Most articles about the dangers of trans fats talk about their role in raising cholesterol or, more specifically. in raising LDL or bad cholesterol and lowering HDL or good cholesterol, resulting in heart disease. This is something that most people can understand and identify with.

Likewise, many articles talk about the links between trans fats and obesity, trans fats and diabetes as well trans fats and cancer. These are the more visible and dramatic effects.

The effect on cell membranes, however, is possibly the most significant danger of trans fats – because when the cells are affected, every part of the body is affected.

This has wide implications for a whole long list of body systems and functions, including immunity and brain function. Plus, it has implications for the more commonly discussed dangers of trans fats in causing heart disease, diabetes, obesity, cancer and so on.

For example, the effect of trans fats on cell membranes makes them interfere with insulin receptors that are responsible for control of blood sugar. And this leads to diabetes.

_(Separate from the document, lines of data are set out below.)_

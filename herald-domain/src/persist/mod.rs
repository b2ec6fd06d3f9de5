//! 持久化（persist）
//!
//! 定义事件存储与快速访问缓存的协议及实现：
//! - 事件存储（`EventStore`）：持久记录每条分发的事件及其投递状态，是重放与失败排查的事实来源；
//! - 键值存储边界（`KeyValueStore`）与最近事件缓存（`RecentEventCache`）；
//! - 持久化处理器（`PersistentEventHandler`）与基于存储的投递标记（`StoreDeliveryMarker`）。
//!
//! 内存实现用于测试与单进程场景，Postgres 实现位于 `infra-sqlx` 特性之后。
//!
mod delivery_marker;
mod event_record;
mod event_store;
mod kv;
mod kv_inmemory;
mod persistent_handler;
mod recent_cache;
mod store_inmemory;
#[cfg(feature = "infra-sqlx")]
mod store_postgres;

pub use delivery_marker::StoreDeliveryMarker;
pub use event_record::{EventRecord, EventStatus};
pub use event_store::{EventStore, EventStoreConfig};
pub use kv::KeyValueStore;
pub use kv_inmemory::InMemoryKeyValueStore;
pub use persistent_handler::{PERSISTENT_HANDLER_NAME, PersistentEventHandler};
pub use recent_cache::{
    EVENT_TYPES_KEY, RECENT_EVENTS_KEY, RecentCacheConfig, RecentEventCache, event_type_key,
};
pub use store_inmemory::InMemoryEventStore;
#[cfg(feature = "infra-sqlx")]
pub use store_postgres::{PgEventStore, SCHEMA};
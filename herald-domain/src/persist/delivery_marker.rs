//! 基于事件存储的投递标记（StoreDeliveryMarker）
//!
//! 将分发器的每次处理结果映射到 `mark_as_processed` / `mark_as_failed`；
//! 未落库的事件（如未注册持久化处理器）直接忽略。
//!
use super::EventStore;
use crate::error::EventResult as Result;
use crate::event::Event;
use crate::eventing::DeliveryMarker;
use async_trait::async_trait;
use std::sync::Arc;
use tracing::debug;

#[derive(Clone)]
pub struct StoreDeliveryMarker {
    store: Arc<dyn EventStore>,
}

impl StoreDeliveryMarker {
    pub fn new(store: Arc<dyn EventStore>) -> Self {
        Self { store }
    }

    fn ignore_missing(event: &Event, result: Result<()>) -> Result<()> {
        match result {
            Err(err) if err.is_not_found() => {
                debug!(event_id = event.event_id(), "event not stored, skip marking");
                Ok(())
            }
            other => other,
        }
    }
}

#[async_trait]
impl DeliveryMarker for StoreDeliveryMarker {
    async fn mark_processed(&self, event: &Event) -> Result<()> {
        let result = self.store.mark_as_processed(event.event_id()).await;
        Self::ignore_missing(event, result)
    }

    async fn mark_failed(&self, event: &Event, reason: &str) -> Result<()> {
        let result = self.store.mark_as_failed(event.event_id(), reason).await;
        Self::ignore_missing(event, result)
    }
}
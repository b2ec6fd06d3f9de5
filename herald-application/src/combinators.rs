//! 处理器组合器与事件条件
//!
//! - `ConditionalEventHandler`：条件满足时才调用内部处理器；
//! - `ChainEventHandler`：依次调用，遇到首个失败即停止；
//! - `AsyncEventHandler`：在后台任务中调用内部处理器，立即返回成功。
//!
//! 条件：`EventTypeFilter`、`PayloadCondition`、`TimeWindowCondition`，
//! 以及任意 `Fn(&Event) -> bool` 闭包。
//!
use anyhow::Context;
use async_trait::async_trait;
use chrono::{DateTime, Utc};
use herald_domain::event::Event;
use herald_domain::eventing::EventHandler;
use serde_json::Value;
use std::collections::HashSet;
use std::sync::Arc;
use tracing::{debug, error, warn};

/// 事件条件
pub trait EventCondition: Send + Sync + 'static {
    fn should_handle(&self, event: &Event) -> bool;
}

impl<F> EventCondition for F
where
    F: Fn(&Event) -> bool + Send + Sync + 'static,
{
    fn should_handle(&self, event: &Event) -> bool {
        self(event)
    }
}

pub struct ConditionalEventHandler {
    name: String,
    condition: Box<dyn EventCondition>,
    handler: Arc<dyn EventHandler>,
}

impl ConditionalEventHandler {
    pub fn new(condition: impl EventCondition, handler: Arc<dyn EventHandler>) -> Self {
        Self {
            name: format!("conditional_{}", handler.handler_name()),
            condition: Box::new(condition),
            handler,
        }
    }
}

#[async_trait]
impl EventHandler for ConditionalEventHandler {
    fn handler_name(&self) -> &str {
        &self.name
    }

    async fn handle(&self, event: &Event) -> anyhow::Result<()> {
        if !self.condition.should_handle(event) {
            debug!(
                event_type = event.event_type(),
                handler = self.handler.handler_name(),
                "event condition not met, skipping handler"
            );
            return Ok(());
        }
        self.handler.handle(event).await
    }
}

pub struct ChainEventHandler {
    name: String,
    handlers: Vec<Arc<dyn EventHandler>>,
}

impl ChainEventHandler {
    pub fn new(name: impl Into<String>, handlers: Vec<Arc<dyn EventHandler>>) -> Self {
        Self {
            name: name.into(),
            handlers,
        }
    }

    pub fn len(&self) -> usize {
        self.handlers.len()
    }

    pub fn is_empty(&self) -> bool {
        self.handlers.is_empty()
    }
}

#[async_trait]
impl EventHandler for ChainEventHandler {
    fn handler_name(&self) -> &str {
        &self.name
    }

    /// 整条链作为一个订阅重试，已成功的前段处理器会被再次调用
    async fn handle(&self, event: &Event) -> anyhow::Result<()> {
        for (index, handler) in self.handlers.iter().enumerate() {
            if let Err(err) = handler.handle(event).await {
                error!(
                    event_type = event.event_type(),
                    chain = %self.name,
                    handler_index = index,
                    handler = handler.handler_name(),
                    error = %err,
                    "handler in chain failed"
                );
                return Err(err).with_context(|| {
                    format!("handler {index} ({}) in chain failed", handler.handler_name())
                });
            }
        }
        Ok(())
    }
}

/// 后台执行的包装器；内部失败与 panic 只记录日志，不进入分发器的重试
pub struct AsyncEventHandler {
    name: String,
    handler: Arc<dyn EventHandler>,
}

impl AsyncEventHandler {
    pub fn new(handler: Arc<dyn EventHandler>) -> Self {
        Self {
            name: format!("async_{}", handler.handler_name()),
            handler,
        }
    }
}

#[async_trait]
impl EventHandler for AsyncEventHandler {
    fn handler_name(&self) -> &str {
        &self.name
    }

    async fn handle(&self, event: &Event) -> anyhow::Result<()> {
        let handler = self.handler.clone();
        let owned = event.clone();
        let task = tokio::spawn(async move { handler.handle(&owned).await });

        let event_type = event.event_type().to_string();
        let name = self.handler.handler_name().to_string();
        tokio::spawn(async move {
            match task.await {
                Ok(Ok(())) => {}
                Ok(Err(err)) => error!(
                    event_type = %event_type,
                    handler = %name,
                    error = %err,
                    "async event handler failed"
                ),
                Err(err) if err.is_panic() => error!(
                    event_type = %event_type,
                    handler = %name,
                    "async event handler panicked"
                ),
                Err(err) => warn!(
                    event_type = %event_type,
                    handler = %name,
                    error = %err,
                    "async event handler cancelled"
                ),
            }
        });
        Ok(())
    }
}

/// 事件类型白名单
#[derive(Debug, Clone, Default)]
pub struct EventTypeFilter {
    allowed: HashSet<String>,
}

impl EventTypeFilter {
    pub fn new<I, S>(allowed: I) -> Self
    where
        I: IntoIterator<Item = S>,
        S: Into<String>,
    {
        Self {
            allowed: allowed.into_iter().map(Into::into).collect(),
        }
    }
}

impl EventCondition for EventTypeFilter {
    fn should_handle(&self, event: &Event) -> bool {
        self.allowed.contains(event.event_type())
    }
}

/// 载荷顶层字段等于期望值
#[derive(Debug, Clone)]
pub struct PayloadCondition {
    field: String,
    expected: Value,
}

impl PayloadCondition {
    pub fn new(field: impl Into<String>, expected: Value) -> Self {
        Self {
            field: field.into(),
            expected,
        }
    }
}

impl EventCondition for PayloadCondition {
    fn should_handle(&self, event: &Event) -> bool {
        event.payload().get(&self.field) == Some(&self.expected)
    }
}

/// 事件时间落在开区间 (start, end) 内
#[derive(Debug, Clone, Copy)]
pub struct TimeWindowCondition {
    start: DateTime<Utc>,
    end: DateTime<Utc>,
}

impl TimeWindowCondition {
    pub fn new(start: DateTime<Utc>, end: DateTime<Utc>) -> Self {
        Self { start, end }
    }
}

impl EventCondition for TimeWindowCondition {
    fn should_handle(&self, event: &Event) -> bool {
        let at = event.timestamp();
        at > self.start && at < self.end
    }
}

#[cfg(test)]
mod tests {
    use super::*;
    use chrono::Duration as ChronoDuration;
    use serde_json::json;
    use std::sync::atomic::{AtomicUsize, Ordering};
    use std::time::Duration;

    /// 记录调用次数，可配置为失败
    #[derive(Clone)]
    struct Spy {
        name: &'static str,
        fail: bool,
        calls: Arc<AtomicUsize>,
    }

    impl Spy {
        fn ok(name: &'static str) -> Self {
            Self {
                name,
                fail: false,
                calls: Arc::new(AtomicUsize::new(0)),
            }
        }

        fn failing(name: &'static str) -> Self {
            Self {
                fail: true,
                ..Self::ok(name)
            }
        }

        fn calls(&self) -> usize {
            self.calls.load(Ordering::SeqCst)
        }
    }

    #[async_trait]
    impl EventHandler for Spy {
        fn handler_name(&self) -> &str {
            self.name
        }

        async fn handle(&self, _event: &Event) -> anyhow::Result<()> {
            self.calls.fetch_add(1, Ordering::SeqCst);
            if self.fail {
                anyhow::bail!("{} failed", self.name);
            }
            Ok(())
        }
    }

    struct Exploding;

    #[async_trait]
    impl EventHandler for Exploding {
        fn handler_name(&self) -> &str {
            "exploding"
        }

        async fn handle(&self, _event: &Event) -> anyhow::Result<()> {
            panic!("exploded");
        }
    }

    #[tokio::test]
    async fn conditional_handler_skips_unmatched_events() {
        let spy = Spy::ok("points");
        let handler = ConditionalEventHandler::new(
            EventTypeFilter::new(["vote.cast", "vote.removed"]),
            Arc::new(spy.clone()),
        );
        assert_eq!(handler.handler_name(), "conditional_points");

        handler.handle(&Event::new("vote.cast", json!({}))).await.unwrap();
        handler.handle(&Event::new("page.viewed", json!({}))).await.unwrap();
        assert_eq!(spy.calls(), 1);
    }

    #[tokio::test]
    async fn closures_work_as_conditions() {
        let spy = Spy::ok("vip");
        let handler = ConditionalEventHandler::new(
            |event: &Event| event.user_id().is_some_and(|id| id < 10),
            Arc::new(spy.clone()),
        );

        handler.handle(&Event::new("t", json!({"user_id": 3}))).await.unwrap();
        handler.handle(&Event::new("t", json!({"user_id": 30}))).await.unwrap();
        handler.handle(&Event::new("t", json!({}))).await.unwrap();
        assert_eq!(spy.calls(), 1);
    }

    #[tokio::test]
    async fn chain_stops_at_first_failure() {
        let first = Spy::ok("first");
        let broken = Spy::failing("broken");
        let never = Spy::ok("never");
        let chain = ChainEventHandler::new(
            "scoring_chain",
            vec![
                Arc::new(first.clone()),
                Arc::new(broken.clone()),
                Arc::new(never.clone()),
            ],
        );
        assert_eq!(chain.len(), 3);

        let err = chain
            .handle(&Event::new("match.finished", json!({})))
            .await
            .unwrap_err();
        assert_eq!(err.to_string(), "handler 1 (broken) in chain failed");
        assert_eq!(format!("{:#}", err), "handler 1 (broken) in chain failed: broken failed");
        assert_eq!((first.calls(), broken.calls(), never.calls()), (1, 1, 0));
    }

    #[tokio::test]
    async fn empty_chain_succeeds() {
        let chain = ChainEventHandler::new("empty", Vec::new());
        assert!(chain.is_empty());
        assert!(chain.handle(&Event::new("t", json!({}))).await.is_ok());
    }

    #[tokio::test]
    async fn async_handler_returns_before_inner_failure() {
        let broken = Spy::failing("slow_sink");
        let handler = AsyncEventHandler::new(Arc::new(broken.clone()));
        assert_eq!(handler.handler_name(), "async_slow_sink");

        assert!(handler.handle(&Event::new("t", json!({}))).await.is_ok());
        let _ = tokio::time::timeout(Duration::from_secs(1), async {
            while broken.calls() == 0 {
                tokio::time::sleep(Duration::from_millis(5)).await;
            }
        })
        .await;
        assert_eq!(broken.calls(), 1);
    }

    #[tokio::test]
    async fn async_handler_contains_panics() {
        let handler = AsyncEventHandler::new(Arc::new(Exploding));
        assert!(handler.handle(&Event::new("t", json!({}))).await.is_ok());
        tokio::time::sleep(Duration::from_millis(20)).await;
        assert!(handler.handle(&Event::new("t", json!({}))).await.is_ok());
    }

    #[test]
    fn payload_condition_compares_top_level_field() {
        let condition = PayloadCondition::new("source", json!("web"));
        assert!(condition.should_handle(&Event::new("t", json!({"source": "web"}))));
        assert!(!condition.should_handle(&Event::new("t", json!({"source": "app"}))));
        assert!(!condition.should_handle(&Event::new("t", json!({"nested": {"source": "web"}}))));
        assert!(!condition.should_handle(&Event::new("t", json!([1, 2]))));
    }

    #[test]
    fn time_window_bounds_are_exclusive() {
        let start = Utc::now() - ChronoDuration::hours(1);
        let end = start + ChronoDuration::minutes(30);
        let window = TimeWindowCondition::new(start, end);

        let at = |ts| Event::with_timestamp("t", json!({}), ts);
        assert!(window.should_handle(&at(start + ChronoDuration::minutes(10))));
        assert!(!window.should_handle(&at(start)));
        assert!(!window.should_handle(&at(end)));
        assert!(!window.should_handle(&at(end + ChronoDuration::seconds(1))));
    }
}
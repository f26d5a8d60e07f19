//! mycomind: an explorable, editable mind map.
//!
//! The core is a tree state and navigation engine built around progressive
//! disclosure: one owned recursive tree whose nodes collapse and expand, a
//! drill-path stack that lets any node act as a temporary viewing root, and
//! copy-on-write mutations so every edit swaps in a complete new snapshot.
//!
//! Layering, leaves first:
//! - [`model`]: the recursive node and its metadata.
//! - [`locate`]: id lookup that sees through collapsed subtrees.
//! - [`mutate`]: copy-on-write mutation plus structural add/delete/update.
//! - [`visibility`]: collapse/expand, bulk fold/unfold, first-load policy.
//! - [`navigation`]: the drill-path stack.
//! - [`session`]: one session tying snapshot + path + selection together,
//!   exposing the event surface a UI drives.
//! - [`document`]: JSON load/validate/export of whole maps.

pub mod document;
pub mod error;
pub mod locate;
pub mod model;
pub mod mutate;
pub mod navigation;
pub mod session;
pub mod visibility;

pub use error::MapError;
pub use model::{MapNode, NodeMeta, NodeStatus, NodeType, ROOT_ID};
pub use mutate::{MetaPatch, NodePatch};
pub use navigation::DrillPath;
pub use session::{Crumb, MapSession, MapView};
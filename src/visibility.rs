//! Collapse/expand semantics.
//!
//! Each node is a two-state machine: Expanded (`children` populated) or
//! Collapsed (`hidden_children` populated). The helpers here swap between
//! the states; the copy-on-write wrappers delegate to [`crate::mutate`].

use crate::model::MapNode;
use crate::mutate::mutate;

/// Flip one node between Expanded and Collapsed. A node with no children of
/// either kind is left alone.
pub fn toggle_collapse(root: &MapNode, id: &str) -> MapNode {
    mutate(root, id, toggle_in_place)
}

fn toggle_in_place(node: &mut MapNode) {
    if !node.children.is_empty() {
        collapse_in_place(node);
    } else if !node.hidden_children.is_empty() {
        expand_in_place(node);
    }
}

fn collapse_in_place(node: &mut MapNode) {
    node.hidden_children = std::mem::take(&mut node.children);
    node.collapsed = true;
}

/// Reveal a node's hidden children, keeping any already-visible ones first.
fn expand_in_place(node: &mut MapNode) {
    if node.hidden_children.is_empty() {
        return;
    }
    let mut revealed = std::mem::take(&mut node.hidden_children);
    node.children.append(&mut revealed);
    node.collapsed = false;
}

/// Force every node in the subtree rooted at `id` (inclusive) to Expanded.
pub fn expand_all(root: &MapNode, id: &str) -> MapNode {
    mutate(root, id, expand_recursively)
}

fn expand_recursively(node: &mut MapNode) {
    expand_in_place(node);
    for child in node.children.iter_mut() {
        expand_recursively(child);
    }
}

/// Force every strict descendant of `id` to Collapsed. The subtree root
/// itself keeps its state; only what hangs below it folds up.
pub fn collapse_all(root: &MapNode, id: &str) -> MapNode {
    mutate(root, id, |node| collapse_recursively(node, true))
}

fn collapse_recursively(node: &mut MapNode, is_subtree_root: bool) {
    if !is_subtree_root && !node.children.is_empty() {
        collapse_in_place(node);
    }
    // Recurse into whichever list is populated after this level settled
    let targets = if !node.children.is_empty() {
        &mut node.children
    } else {
        &mut node.hidden_children
    };
    for child in targets.iter_mut() {
        collapse_recursively(child, false);
    }
}

/// Initial-load policy: level-1 children of the absolute root stay visible,
/// everything deeper starts Collapsed. Gives a readable first view of a
/// large document.
pub fn collapse_below_first_level(root: &MapNode) -> MapNode {
    let mut next = root.clone();
    for child in next.children.iter_mut() {
        precollapse(child);
    }
    next
}

fn precollapse(node: &mut MapNode) {
    if !node.children.is_empty() {
        collapse_in_place(node);
        for child in node.hidden_children.iter_mut() {
            precollapse(child);
        }
    }
}

#[cfg(test)]
mod tests {
    use super::*;
    use crate::locate::find;

    /// root -> { A -> { A1 -> {A1a}, A2 }, B }
    fn sample_tree() -> MapNode {
        MapNode::new("root", "Root", "").with_children(vec![
            MapNode::new("A", "Alpha", "").with_children(vec![
                MapNode::new("A1", "Alpha One", "")
                    .with_children(vec![MapNode::new("A1a", "Deep", "")]),
                MapNode::new("A2", "Alpha Two", ""),
            ]),
            MapNode::new("B", "Beta", ""),
        ])
    }

    fn assert_consistent(node: &MapNode) {
        assert!(node.visibility_consistent(), "inconsistent node {}", node.id);
        for child in node.children.iter().chain(node.hidden_children.iter()) {
            assert_consistent(child);
        }
    }

    #[test]
    fn test_toggle_collapses_then_expands() {
        let tree = sample_tree();

        let collapsed = toggle_collapse(&tree, "A");
        let a = find(&collapsed, "A").unwrap();
        assert!(a.collapsed);
        assert!(a.children.is_empty());
        assert_eq!(a.hidden_children.len(), 2);
        assert_consistent(&collapsed);

        let expanded = toggle_collapse(&collapsed, "A");
        // Round trip restores structure and content exactly
        assert_eq!(expanded, tree);
    }

    #[test]
    fn test_toggle_childless_node_is_noop() {
        let tree = sample_tree();
        let next = toggle_collapse(&tree, "B");
        assert_eq!(next, tree);
    }

    #[test]
    fn test_expand_all_reaches_nested_hidden() {
        let tree = sample_tree();
        let folded = collapse_all(&tree, "root");

        let open = expand_all(&folded, "root");
        assert_eq!(open, tree, "full original descendant set visible again");

        fn no_collapsed(node: &MapNode) {
            assert!(!node.collapsed);
            assert!(node.hidden_children.is_empty());
            for c in &node.children {
                no_collapsed(c);
            }
        }
        no_collapsed(&open);
    }

    #[test]
    fn test_expand_all_scoped_to_subtree() {
        let mut tree = sample_tree();
        // Fold only A1, then unfold the A subtree
        let a = &mut tree.children[0];
        let a1 = &mut a.children[0];
        a1.hidden_children = std::mem::take(&mut a1.children);
        a1.collapsed = true;

        let open = expand_all(&tree, "A");
        let a1 = find(&open, "A1").unwrap();
        assert_eq!(a1.children[0].id, "A1a");
        assert!(!a1.collapsed);
    }

    #[test]
    fn test_collapse_all_spares_subtree_root() {
        let tree = sample_tree();
        let folded = collapse_all(&tree, "root");
        assert_consistent(&folded);

        let root = &folded;
        assert!(!root.collapsed, "subtree root itself is exempt");
        assert_eq!(root.children.len(), 2, "level-1 stays in the visible list");

        fn all_descendants_collapsed(node: &MapNode) {
            for child in node.children.iter().chain(node.hidden_children.iter()) {
                if child.has_children() {
                    assert!(child.collapsed, "{} should be collapsed", child.id);
                }
                all_descendants_collapsed(child);
            }
        }
        all_descendants_collapsed(root);
    }

    #[test]
    fn test_collapse_all_scoped_to_subtree() {
        let mut tree = sample_tree();
        tree.children.push(
            MapNode::new("C", "Gamma", "").with_children(vec![MapNode::new("C1", "Gamma One", "")]),
        );

        let folded = collapse_all(&tree, "A");
        // Outside the A subtree nothing moved
        let c = find(&folded, "C").unwrap();
        assert!(!c.collapsed);
        assert_eq!(c.children.len(), 1);
        // Inside, strict descendants folded but A itself did not
        let a = find(&folded, "A").unwrap();
        assert!(!a.collapsed);
        let a1 = find(&folded, "A1").unwrap();
        assert!(a1.collapsed);
    }

    #[test]
    fn test_collapse_below_first_level() {
        let tree = sample_tree();
        let view = collapse_below_first_level(&tree);
        assert_consistent(&view);

        // Root's direct children remain visible
        assert_eq!(view.children.len(), 2);
        let a = find(&view, "A").unwrap();
        assert!(a.collapsed);
        // Deeper levels are pre-collapsed too, ready for later expansion
        let a1 = find(&view, "A1").unwrap();
        assert!(a1.collapsed);
        // Leaves are untouched
        let b = find(&view, "B").unwrap();
        assert!(!b.collapsed);
    }
}
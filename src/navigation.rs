//! Drill-path stack: the trail of focus roots from the absolute root down
//! to the node currently being viewed.

use crate::model::ROOT_ID;
use serde::Serialize;

/// Ordered ids from outermost to current focus root. Always starts at
/// `"root"` and is never empty.
#[derive(Debug, Clone, PartialEq, Eq, Serialize)]
pub struct DrillPath {
    ids: Vec<String>,
}

impl Default for DrillPath {
    fn default() -> Self {
        Self::new()
    }
}

impl DrillPath {
    pub fn new() -> Self {
        DrillPath { ids: vec![ROOT_ID.to_string()] }
    }

    /// Id of the current focus root (top of the stack).
    pub fn current(&self) -> &str {
        self.ids.last().map(String::as_str).unwrap_or(ROOT_ID)
    }

    pub fn ids(&self) -> &[String] {
        &self.ids
    }

    pub fn len(&self) -> usize {
        self.ids.len()
    }

    /// True when the view is at the absolute root.
    pub fn is_at_root(&self) -> bool {
        self.ids.len() == 1
    }

    pub fn contains(&self, id: &str) -> bool {
        self.ids.iter().any(|i| i == id)
    }

    /// Push a new focus root (drill-down).
    pub fn push(&mut self, id: impl Into<String>) {
        self.ids.push(id.into());
    }

    /// Pop the current focus root (drill-up). Refuses to pop the absolute
    /// root; returns whether anything was popped.
    pub fn pop(&mut self) -> bool {
        if self.ids.len() > 1 {
            self.ids.pop();
            true
        } else {
            false
        }
    }

    /// Breadcrumb jump: keep entries `0..=index`, drop the rest. An index
    /// past the end leaves the path alone.
    pub fn truncate_to(&mut self, index: usize) {
        if index + 1 < self.ids.len() {
            self.ids.truncate(index + 1);
        }
    }
}

#[cfg(test)]
mod tests {
    use super::*;

    #[test]
    fn test_starts_at_root() {
        let path = DrillPath::new();
        assert_eq!(path.current(), ROOT_ID);
        assert!(path.is_at_root());
        assert_eq!(path.ids(), &[ROOT_ID.to_string()]);
    }

    #[test]
    fn test_push_pop_round_trip() {
        let mut path = DrillPath::new();
        path.push("A");
        path.push("B");
        assert_eq!(path.current(), "B");
        assert!(path.pop());
        assert_eq!(path.current(), "A");
        assert!(path.pop());
        assert_eq!(path.current(), ROOT_ID);
        // The root entry never pops
        assert!(!path.pop());
        assert_eq!(path.len(), 1);
    }

    #[test]
    fn test_truncate_to_breadcrumb_index() {
        let mut path = DrillPath::new();
        path.push("A");
        path.push("B");
        path.push("C");

        path.truncate_to(1);
        assert_eq!(path.ids(), &[ROOT_ID.to_string(), "A".to_string()]);

        // Jump to home
        path.truncate_to(0);
        assert!(path.is_at_root());

        // Out-of-range index is a no-op
        path.push("D");
        path.truncate_to(9);
        assert_eq!(path.len(), 2);
    }

    #[test]
    fn test_contains() {
        let mut path = DrillPath::new();
        path.push("A");
        assert!(path.contains("A"));
        assert!(path.contains(ROOT_ID));
        assert!(!path.contains("B"));
    }
}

Likewise, the danger of trans fats in causing cancer also has to do with cells distorted by trans fats not being able to function properly.

Cell membranes & Trans Fat

In a healthy individual, the cell membranes are made up of about 50 percent saturated fat. The saturated fats maintain the integrity of our cell membranes, keeping them stiff yet flexible.

This ensures that the cells function smoothly in assimilating nutrients, eliminating toxins and keeping out viruses – which are actually harmless unless and until they enter our cells. On their own, viruses are unable to multiply and they will not cause any disease.

Here’s where the danger of trans fats comes in.

People who eat large amounts of margarine and other foods containing trans fats, have been found with cell membranes that contain up to 20 percent trans fats.

In such individuals, the cell walls have lost their integrity, becoming distorted and weak.

In Fats That Can Save Your Life, Robert Erdmann, Robert, Ph.D., writes that when the integrity of cell membranes is reduced, the lungs, digestive tract, and internal cells wind up “admitting allergens, undigested foods, viruses, and even potential carcinogens.”

Trans Fat Auto immune disease

Another possible danger of trans fats is that if the integrity of cells is too badly damaged, to the point where the cell membranes do not interact chemically as they should, the body’s immune system may no longer recognizes them.

This could lead to auto immune diseases, whereby the immune system attacks the body’s own cells.

Brain cells & Trans Fats

The brain is one fatty organ, comprising about 70 percent fat. And trans fats may have an adverse effect on the brain and nervous system.

Studies show that trans fats in the diet are incorporated into brain cell membranes, including the myelin sheath that insulates neurons that play a role in the sending of communication signals. Thus, trans fats may alter the ability of neurons to communicate. This can diminished mental performance.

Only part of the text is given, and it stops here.